Start of Block
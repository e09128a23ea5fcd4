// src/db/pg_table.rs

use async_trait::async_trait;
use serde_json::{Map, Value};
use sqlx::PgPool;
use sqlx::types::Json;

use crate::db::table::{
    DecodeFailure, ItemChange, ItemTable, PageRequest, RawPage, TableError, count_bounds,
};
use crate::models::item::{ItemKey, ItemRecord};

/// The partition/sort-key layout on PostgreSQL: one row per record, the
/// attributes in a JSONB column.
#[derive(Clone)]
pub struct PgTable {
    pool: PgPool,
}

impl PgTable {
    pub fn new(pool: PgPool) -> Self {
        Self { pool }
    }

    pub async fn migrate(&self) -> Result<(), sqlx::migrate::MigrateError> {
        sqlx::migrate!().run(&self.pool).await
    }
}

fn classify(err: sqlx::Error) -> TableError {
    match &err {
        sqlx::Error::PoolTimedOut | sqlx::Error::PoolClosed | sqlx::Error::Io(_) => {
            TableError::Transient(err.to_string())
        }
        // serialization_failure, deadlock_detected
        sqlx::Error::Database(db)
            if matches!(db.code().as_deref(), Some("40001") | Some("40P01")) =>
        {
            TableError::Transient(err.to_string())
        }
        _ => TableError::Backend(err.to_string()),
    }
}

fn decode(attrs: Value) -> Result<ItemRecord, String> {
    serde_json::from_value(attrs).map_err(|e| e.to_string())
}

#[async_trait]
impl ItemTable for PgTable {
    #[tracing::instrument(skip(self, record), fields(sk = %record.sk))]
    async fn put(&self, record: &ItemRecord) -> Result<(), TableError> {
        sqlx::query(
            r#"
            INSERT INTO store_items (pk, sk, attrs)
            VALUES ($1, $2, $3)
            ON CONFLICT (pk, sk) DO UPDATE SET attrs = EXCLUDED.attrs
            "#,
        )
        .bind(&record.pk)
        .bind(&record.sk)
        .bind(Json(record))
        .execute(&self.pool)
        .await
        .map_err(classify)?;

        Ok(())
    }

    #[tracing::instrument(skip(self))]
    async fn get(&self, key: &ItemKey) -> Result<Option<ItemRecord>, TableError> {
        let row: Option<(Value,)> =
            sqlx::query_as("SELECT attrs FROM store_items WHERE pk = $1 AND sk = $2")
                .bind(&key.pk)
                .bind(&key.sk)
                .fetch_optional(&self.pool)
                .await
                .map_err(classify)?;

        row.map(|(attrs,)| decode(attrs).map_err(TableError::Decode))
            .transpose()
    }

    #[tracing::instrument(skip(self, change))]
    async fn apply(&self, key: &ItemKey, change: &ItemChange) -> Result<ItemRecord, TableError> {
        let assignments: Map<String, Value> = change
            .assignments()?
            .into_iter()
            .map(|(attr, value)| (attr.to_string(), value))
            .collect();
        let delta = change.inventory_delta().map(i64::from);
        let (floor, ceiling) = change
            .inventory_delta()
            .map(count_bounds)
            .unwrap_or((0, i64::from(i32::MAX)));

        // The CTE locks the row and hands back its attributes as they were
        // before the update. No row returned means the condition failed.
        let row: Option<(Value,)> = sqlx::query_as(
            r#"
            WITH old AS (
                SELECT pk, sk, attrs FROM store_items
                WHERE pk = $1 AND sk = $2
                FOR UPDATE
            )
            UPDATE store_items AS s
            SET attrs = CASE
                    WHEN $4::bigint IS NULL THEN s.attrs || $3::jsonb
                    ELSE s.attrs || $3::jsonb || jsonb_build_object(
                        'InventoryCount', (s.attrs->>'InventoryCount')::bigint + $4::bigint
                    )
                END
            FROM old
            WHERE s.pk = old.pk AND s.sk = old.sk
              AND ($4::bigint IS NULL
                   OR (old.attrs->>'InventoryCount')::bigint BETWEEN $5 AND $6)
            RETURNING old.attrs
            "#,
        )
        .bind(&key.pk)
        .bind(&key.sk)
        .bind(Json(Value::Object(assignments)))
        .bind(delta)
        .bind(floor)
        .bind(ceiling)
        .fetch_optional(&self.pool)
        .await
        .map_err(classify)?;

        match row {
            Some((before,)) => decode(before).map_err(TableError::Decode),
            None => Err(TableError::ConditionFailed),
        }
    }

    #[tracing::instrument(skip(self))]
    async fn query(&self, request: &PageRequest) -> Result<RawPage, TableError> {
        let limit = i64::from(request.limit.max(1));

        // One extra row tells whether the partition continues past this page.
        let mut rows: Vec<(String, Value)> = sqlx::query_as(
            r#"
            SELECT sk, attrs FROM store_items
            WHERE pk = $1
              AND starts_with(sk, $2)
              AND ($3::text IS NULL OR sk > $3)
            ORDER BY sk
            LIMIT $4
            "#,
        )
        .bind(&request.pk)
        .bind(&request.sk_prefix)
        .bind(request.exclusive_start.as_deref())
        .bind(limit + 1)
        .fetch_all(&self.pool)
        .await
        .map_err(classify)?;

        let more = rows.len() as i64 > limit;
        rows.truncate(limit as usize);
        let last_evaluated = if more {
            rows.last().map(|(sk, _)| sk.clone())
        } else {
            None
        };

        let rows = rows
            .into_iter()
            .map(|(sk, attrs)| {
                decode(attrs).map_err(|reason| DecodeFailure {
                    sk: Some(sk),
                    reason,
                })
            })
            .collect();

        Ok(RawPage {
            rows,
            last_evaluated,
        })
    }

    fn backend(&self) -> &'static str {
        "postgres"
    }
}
End of Block
Problem requirements: Would you output the entire listing exactly as written?

Exercise answer:
repository e09128a23ea5fcd4
// src/db/pg_table.rs

use async_trait::async_trait;
use serde_json::{Map, Value};
use sqlx::PgPool;
use sqlx::types::Json;

use crate::db::table::{
    DecodeFailure, ItemChange, ItemTable, PageRequest, RawPage, TableError, count_bounds,
};
use crate::models::item::{ItemKey, ItemRecord};

/// The partition/sort-key layout on PostgreSQL: one row per record, the
/// attributes in a JSONB column.
#[derive(Clone)]
pub struct PgTable {
    pool: PgPool,
}

impl PgTable {
    pub fn new(pool: PgPool) -> Self {
        Self { pool }
    }

    pub async fn migrate(&self) -> Result<(), sqlx::migrate::MigrateError> {
        sqlx::migrate!().run(&self.pool).await
    }
}

fn classify(err: sqlx::Error) -> TableError {
    match &err {
        sqlx::Error::PoolTimedOut | sqlx::Error::PoolClosed | sqlx::Error::Io(_) => {
            TableError::Transient(err.to_string())
        }
        // serialization_failure, deadlock_detected
        sqlx::Error::Database(db)
            if matches!(db.code().as_deref(), Some("40001") | Some("40P01")) =>
        {
            TableError::Transient(err.to_string())
        }
        _ => TableError::Backend(err.to_string()),
    }
}

fn decode(attrs: Value) -> Result<ItemRecord, String> {
    serde_json::from_value(attrs).map_err(|e| e.to_string())
}

#[async_trait]
impl ItemTable for PgTable {
    #[tracing::instrument(skip(self, record), fields(sk = %record.sk))]
    async fn put(&self, record: &ItemRecord) -> Result<(), TableError> {
        sqlx::query(
            r#"
            INSERT INTO store_items (pk, sk, attrs)
            VALUES ($1, $2, $3)
            ON CONFLICT (pk, sk) DO UPDATE SET attrs = EXCLUDED.attrs
            "#,
        )
        .bind(&record.pk)
        .bind(&record.sk)
        .bind(Json(record))
        .execute(&self.pool)
        .await
        .map_err(classify)?;

        Ok(())
    }

    #[tracing::instrument(skip(self))]
    async fn get(&self, key: &ItemKey) -> Result<Option<ItemRecord>, TableError> {
        let row: Option<(Value,)> =
            sqlx::query_as("SELECT attrs FROM store_items WHERE pk = $1 AND sk = $2")
                .bind(&key.pk)
                .bind(&key.sk)
                .fetch_optional(&self.pool)
                .await
                .map_err(classify)?;

        row.map(|(attrs,)| decode(attrs).map_err(TableError::Decode))
            .transpose()
    }

    #[tracing::instrument(skip(self, change))]
    async fn apply(&self, key: &ItemKey, change: &ItemChange) -> Result<ItemRecord, TableError> {
        let assignments: Map<String, Value> = change
            .assignments()?
            .into_iter()
            .map(|(attr, value)| (attr.to_string(), value))
            .collect();
        let delta = change.inventory_delta().map(i64::from);
        let (floor, ceiling) = change
            .inventory_delta()
            .map(count_bounds)
            .unwrap_or((0, i64::from(i32::MAX)));

        // The CTE locks the row and hands back its attributes as they were
        // before the update. No row returned means the condition failed.
        let row: Option<(Value,)> = sqlx::query_as(
            r#"
            WITH old AS (
                SELECT pk, sk, attrs FROM store_items
                WHERE pk = $1 AND sk = $2
                FOR UPDATE
            )
            UPDATE store_items AS s
            SET attrs = CASE
                    WHEN $4::bigint IS NULL THEN s.attrs || $3::jsonb
                    ELSE s.attrs || $3::jsonb || jsonb_build_object(
                        'InventoryCount', (s.attrs->>'InventoryCount')::bigint + $4::bigint
                    )
                END
            FROM old
            WHERE s.pk = old.pk AND s.sk = old.sk
              AND ($4::bigint IS NULL
                   OR (old.attrs->>'InventoryCount')::bigint BETWEEN $5 AND $6)
            RETURNING old.attrs
            "#,
        )
        .bind(&key.pk)
        .bind(&key.sk)
        .bind(Json(Value::Object(assignments)))
        .bind(delta)
        .bind(floor)
        .bind(ceiling)
        .fetch_optional(&self.pool)
        .await
        .map_err(classify)?;

        match row {
            Some((before,)) => decode(before).map_err(TableError::Decode),
            None => Err(TableError::ConditionFailed),
        }
    }

    #[tracing::instrument(skip(self))]
    async fn query(&self, request: &PageRequest) -> Result<RawPage, TableError> {
        let limit = i64::from(request.limit.max(1));

        // One extra row tells whether the partition continues past this page.
        let mut rows: Vec<(String, Value)> = sqlx::query_as(
            r#"
            SELECT sk, attrs FROM store_items
            WHERE pk = $1
              AND starts_with(sk, $2)
              AND ($3::text IS NULL OR sk > $3)
            ORDER BY sk
            LIMIT $4
            "#,
        )
        .bind(&request.pk)
        .bind(&request.sk_prefix)
        .bind(request.exclusive_start.as_deref())
        .bind(limit + 1)
        .fetch_all(&self.pool)
        .await
        .map_err(classify)?;

        let more = rows.len() as i64 > limit;
        rows.truncate(limit as usize);
        let last_evaluated = if more {
            rows.last().map(|(sk, _)| sk.clone())
        } else {
            None
        };

        let rows = rows
            .into_iter()
            .map(|(sk, attrs)| {
                decode(attrs).map_err(|reason| DecodeFailure {
                    sk: Some(sk),
                    reason,
                })
            })
            .collect();

        Ok(RawPage {
            rows,
            last_evaluated,
        })
    }

    fn backend(&self) -> &'static str {
        "postgres"
    }
}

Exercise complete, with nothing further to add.